Removing the extern const from the declaration (so the array is actually allocated, https://godbolt.org/z/Hp2Exc) runs into the following problems:
//extern const
char largish[1000000000000000000L];
//asm("largish = 0");
/* rest of the code unchanged */
RIP-relative or 32-bit absolute (-fno-pie -no-pie) addressing can't reach static data that gets linked after large[] in the BSS, with the default code model (-mcmodel=small where all static code+data is assumed to fit in 2GB)
$ g++ -O2 large.cpp
/usr/bin/ld: /tmp/cc876exP.o: in function `_GLOBAL__sub_I_largish':
large.cpp:(.text.startup+0xd7): relocation truncated to fit: R_X86_64_PC32 against `.bss'
/usr/bin/ld: large.cpp:(.text.startup+0xf5): relocation truncated to fit: R_X86_64_PC32 against `.bss'
collect2: error: ld returned 1 exit status
compiling with -mcmodel=medium places large[] in a large-data section where it doesn't interfere with addressing other static data, but it itself is addressed using 64-bit absolute addressing. (Or -mcmodel=large does that for all static code/data, so every call is indirect movabs reg,imm64 / call reg instead of call rel32.)
That lets us compile and link, but then the executable won't run because the kernel knows that only 48-bit virtual addresses are supported and won't map the program in its ELF loader before running it, or for PIE before running ld.so on it.
peter#volta:/tmp$ g++ -fno-pie -no-pie -mcmodel=medium -O2 large.cpp
peter#volta:/tmp$ strace ./a.out
execve("./a.out", ["./a.out"], 0x7ffd788a4b60 /* 52 vars */) = -1 EINVAL (Invalid argument)
+++ killed by SIGSEGV +++
Segmentation fault (core dumped)
peter#volta:/tmp$ g++ -mcmodel=medium -O2 large.cpp
peter#volta:/tmp$ strace ./a.out
execve("./a.out", ["./a.out"], 0x7ffdd3bbad00 /* 52 vars */) = -1 ENOMEM (Cannot allocate memory)
+++ killed by SIGSEGV +++
Segmentation fault (core dumped)
(Interesting that we get different error codes for PIE vs non-PIE executables, but still before execve() even completes.)
Tricking the compiler + linker + runtime with asm("largish = 0"); is not very interesting, and creates obvious undefined behaviour.
Fun fact #2: x64 MSVC doesn't support static objects larger than 2^31-1 bytes.

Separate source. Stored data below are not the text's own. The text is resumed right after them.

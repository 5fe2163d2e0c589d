use crate::ast::{support, AstNode};
use crate::parser::{SyntaxNode, SyntaxToken};
use crate::syntax_kind::SyntaxKind;

/// A wrapper accepting exactly one node kind.
macro_rules! ast_node {
    ($name:ident, $kind:ident) => {
        #[derive(Debug, Clone, PartialEq, Eq, Hash)]
        pub struct $name {
            syntax: SyntaxNode,
        }

        impl AstNode for $name {
            fn can_cast(kind: SyntaxKind) -> bool {
                kind == SyntaxKind::$kind
            }

            fn cast(syntax: SyntaxNode) -> Option<Self> {
                Self::can_cast(syntax.kind()).then_some(Self { syntax })
            }

            fn syntax(&self) -> &SyntaxNode {
                &self.syntax
            }
        }
    };
}

/// A wrapper accepting any of a family of node kinds.
macro_rules! ast_family {
    ($name:ident, [$($kind:ident),+ $(,)?]) => {
        #[derive(Debug, Clone, PartialEq, Eq, Hash)]
        pub struct $name {
            syntax: SyntaxNode,
        }

        impl AstNode for $name {
            fn can_cast(kind: SyntaxKind) -> bool {
                matches!(kind, $(SyntaxKind::$kind)|+)
            }

            fn cast(syntax: SyntaxNode) -> Option<Self> {
                Self::can_cast(syntax.kind()).then_some(Self { syntax })
            }

            fn syntax(&self) -> &SyntaxNode {
                &self.syntax
            }
        }

        impl $name {
            pub fn kind(&self) -> SyntaxKind {
                self.syntax.kind()
            }
        }
    };
}

ast_node!(CompilationUnit, CompilationUnit);
ast_node!(UsingDirective, UsingDirective);
ast_node!(NamespaceDeclaration, NamespaceDeclaration);
ast_node!(ClassDeclaration, ClassDeclaration);
ast_node!(MethodDeclaration, MethodDeclaration);
ast_node!(Modifiers, Modifiers);
ast_node!(ParameterList, ParameterList);
ast_node!(Parameter, Parameter);
ast_node!(Block, Block);
ast_node!(BinaryExpression, BinaryExpression);
ast_node!(InvocationExpression, InvocationExpression);
ast_node!(ArgumentList, ArgumentList);
ast_node!(Argument, Argument);

ast_family!(Name, [IdentifierName, GenericName, QualifiedName, AliasQualifiedName]);

ast_family!(
    TypeDeclaration,
    [
        ClassDeclaration,
        StructDeclaration,
        InterfaceDeclaration,
        RecordDeclaration,
    ]
);

ast_family!(
    Member,
    [
        NamespaceDeclaration,
        FileScopedNamespaceDeclaration,
        ClassDeclaration,
        StructDeclaration,
        InterfaceDeclaration,
        RecordDeclaration,
        EnumDeclaration,
        DelegateDeclaration,
        FieldDeclaration,
        EventFieldDeclaration,
        MethodDeclaration,
        ConstructorDeclaration,
        DestructorDeclaration,
        PropertyDeclaration,
        EventDeclaration,
        IndexerDeclaration,
        OperatorDeclaration,
        ConversionOperatorDeclaration,
        IncompleteMember,
        GlobalStatement,
    ]
);

ast_family!(
    Statement,
    [
        Block,
        EmptyStatement,
        LabeledStatement,
        LocalDeclarationStatement,
        LocalFunctionStatement,
        ExpressionStatement,
        IfStatement,
        WhileStatement,
        DoStatement,
        ForStatement,
        ForEachStatement,
        BreakStatement,
        ContinueStatement,
        ReturnStatement,
        ThrowStatement,
        YieldReturnStatement,
        YieldBreakStatement,
        GotoStatement,
        GotoCaseStatement,
        GotoDefaultStatement,
        TryStatement,
        SwitchStatement,
        UsingStatement,
        LockStatement,
        CheckedStatement,
        UnsafeStatement,
        FixedStatement,
    ]
);

ast_family!(
    Expression,
    [
        IdentifierName,
        GenericName,
        QualifiedName,
        AliasQualifiedName,
        PredefinedType,
        LiteralExpression,
        ThisExpression,
        BaseExpression,
        ParenthesizedExpression,
        TupleExpression,
        InvocationExpression,
        ElementAccessExpression,
        MemberAccessExpression,
        ConditionalAccessExpression,
        MemberBindingExpression,
        ElementBindingExpression,
        PostfixUnaryExpression,
        PrefixUnaryExpression,
        AwaitExpression,
        BinaryExpression,
        AssignmentExpression,
        ConditionalExpression,
        CastExpression,
        IsPatternExpression,
        RangeExpression,
        ThrowExpression,
        SimpleLambdaExpression,
        ParenthesizedLambdaExpression,
        AnonymousMethodExpression,
        ObjectCreationExpression,
        ImplicitObjectCreationExpression,
        ArrayCreationExpression,
        ImplicitArrayCreationExpression,
        AnonymousObjectCreationExpression,
        InitializerExpression,
        TypeOfExpression,
        SizeOfExpression,
        DefaultExpression,
        CheckedExpression,
        DeclarationExpression,
        RefExpression,
        SwitchExpression,
        WithExpression,
        QueryExpression,
    ]
);

impl CompilationUnit {
    pub fn usings(&self) -> impl Iterator<Item = UsingDirective> + '_ {
        support::children(&self.syntax)
    }

    pub fn members(&self) -> impl Iterator<Item = Member> + '_ {
        support::children(&self.syntax)
    }
}

impl UsingDirective {
    pub fn is_global(&self) -> bool {
        support::token(&self.syntax, SyntaxKind::GlobalKw).is_some()
    }

    pub fn is_static(&self) -> bool {
        support::token(&self.syntax, SyntaxKind::StaticKw).is_some()
    }

    /// `using Alias = Target;`
    pub fn alias(&self) -> Option<SyntaxToken> {
        let name_equals = self
            .syntax
            .children()
            .find(|n| n.kind() == SyntaxKind::NameEquals)?;
        support::ident_token(&name_equals).or_else(|| {
            name_equals
                .children()
                .find_map(Name::cast)
                .and_then(|name| support::ident_token(name.syntax()))
        })
    }

    pub fn name(&self) -> Option<Name> {
        support::child(&self.syntax)
    }
}

impl NamespaceDeclaration {
    pub fn name(&self) -> Option<Name> {
        support::child(&self.syntax)
    }

    pub fn members(&self) -> impl Iterator<Item = Member> + '_ {
        support::children(&self.syntax)
    }
}

impl Name {
    pub fn text(&self) -> String {
        support::compact_text(&self.syntax)
    }
}

impl TypeDeclaration {
    pub fn name_token(&self) -> Option<SyntaxToken> {
        support::ident_token(&self.syntax)
    }

    pub fn modifiers(&self) -> Option<Modifiers> {
        support::child(&self.syntax)
    }

    pub fn members(&self) -> impl Iterator<Item = Member> + '_ {
        support::children(&self.syntax)
    }
}

impl ClassDeclaration {
    pub fn name(&self) -> Option<SyntaxToken> {
        support::ident_token(&self.syntax)
    }

    pub fn modifiers(&self) -> Option<Modifiers> {
        support::child(&self.syntax)
    }

    pub fn members(&self) -> impl Iterator<Item = Member> + '_ {
        support::children(&self.syntax)
    }

    pub fn methods(&self) -> impl Iterator<Item = MethodDeclaration> + '_ {
        support::children(&self.syntax)
    }
}

impl Modifiers {
    pub fn keywords(&self) -> impl Iterator<Item = SyntaxToken> + '_ {
        self.syntax
            .children_with_tokens()
            .filter_map(|it| it.into_token())
            .filter(|t| !t.kind().is_trivia())
    }

    pub fn has(&self, kind: SyntaxKind) -> bool {
        self.keywords().any(|t| t.kind() == kind)
    }
}

impl MethodDeclaration {
    pub fn name(&self) -> Option<SyntaxToken> {
        support::ident_token(&self.syntax)
    }

    pub fn modifiers(&self) -> Option<Modifiers> {
        support::child(&self.syntax)
    }

    pub fn is_async(&self) -> bool {
        self.modifiers()
            .is_some_and(|m| m.has(SyntaxKind::AsyncKw))
    }

    pub fn parameter_list(&self) -> Option<ParameterList> {
        support::child(&self.syntax)
    }

    /// `None` for abstract, partial and expression-bodied methods.
    pub fn body(&self) -> Option<Block> {
        support::child(&self.syntax)
    }
}

impl ParameterList {
    pub fn parameters(&self) -> impl Iterator<Item = Parameter> + '_ {
        support::children(&self.syntax)
    }
}

impl Parameter {
    pub fn name_token(&self) -> Option<SyntaxToken> {
        support::ident_token(&self.syntax)
    }

    /// The declared type, absent for untyped lambda parameters.
    pub fn ty(&self) -> Option<SyntaxNode> {
        self.syntax
            .children()
            .find(|n| {
                !matches!(
                    n.kind(),
                    SyntaxKind::AttributeList | SyntaxKind::Modifiers | SyntaxKind::EqualsValueClause
                )
            })
    }
}

impl Block {
    pub fn statements(&self) -> impl Iterator<Item = Statement> + '_ {
        support::children(&self.syntax)
    }
}

impl BinaryExpression {
    pub fn lhs(&self) -> Option<Expression> {
        support::child(&self.syntax)
    }

    pub fn op_token(&self) -> Option<SyntaxToken> {
        self.syntax
            .children_with_tokens()
            .filter_map(|it| it.into_token())
            .find(|t| !t.kind().is_trivia())
    }

    pub fn rhs(&self) -> Option<Expression> {
        self.syntax.children().filter_map(Expression::cast).nth(1)
    }
}

impl InvocationExpression {
    pub fn callee(&self) -> Option<Expression> {
        support::child(&self.syntax)
    }

    pub fn argument_list(&self) -> Option<ArgumentList> {
        support::child(&self.syntax)
    }
}

impl ArgumentList {
    pub fn arguments(&self) -> impl Iterator<Item = Argument> + '_ {
        support::children(&self.syntax)
    }
}

impl Argument {
    pub fn expression(&self) -> Option<Expression> {
        support::child(&self.syntax)
    }
}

IDK if it has a -mcmodel=medium equivalent. Basically GCC fails to warn about objects too large for the selected memory model.
<source>(7): error C2148: total size of array must not exceed 0x7fffffff bytes
<source>(13): warning C4311: 'type cast': pointer truncation from 'char *' to 'long'
<source>(14): error C2070: 'char [-1486618624]': illegal sizeof operand
<source>(15): warning C4311: 'type cast': pointer truncation from 'char *' to 'long'
Also, it points out that long is the wrong type for pointers in general (because Windows x64 is an LLP64 ABI, where long is 32 bits). You want intptr_t or uintptr_t, or something equivalent to printf("%p") that prints a raw void*.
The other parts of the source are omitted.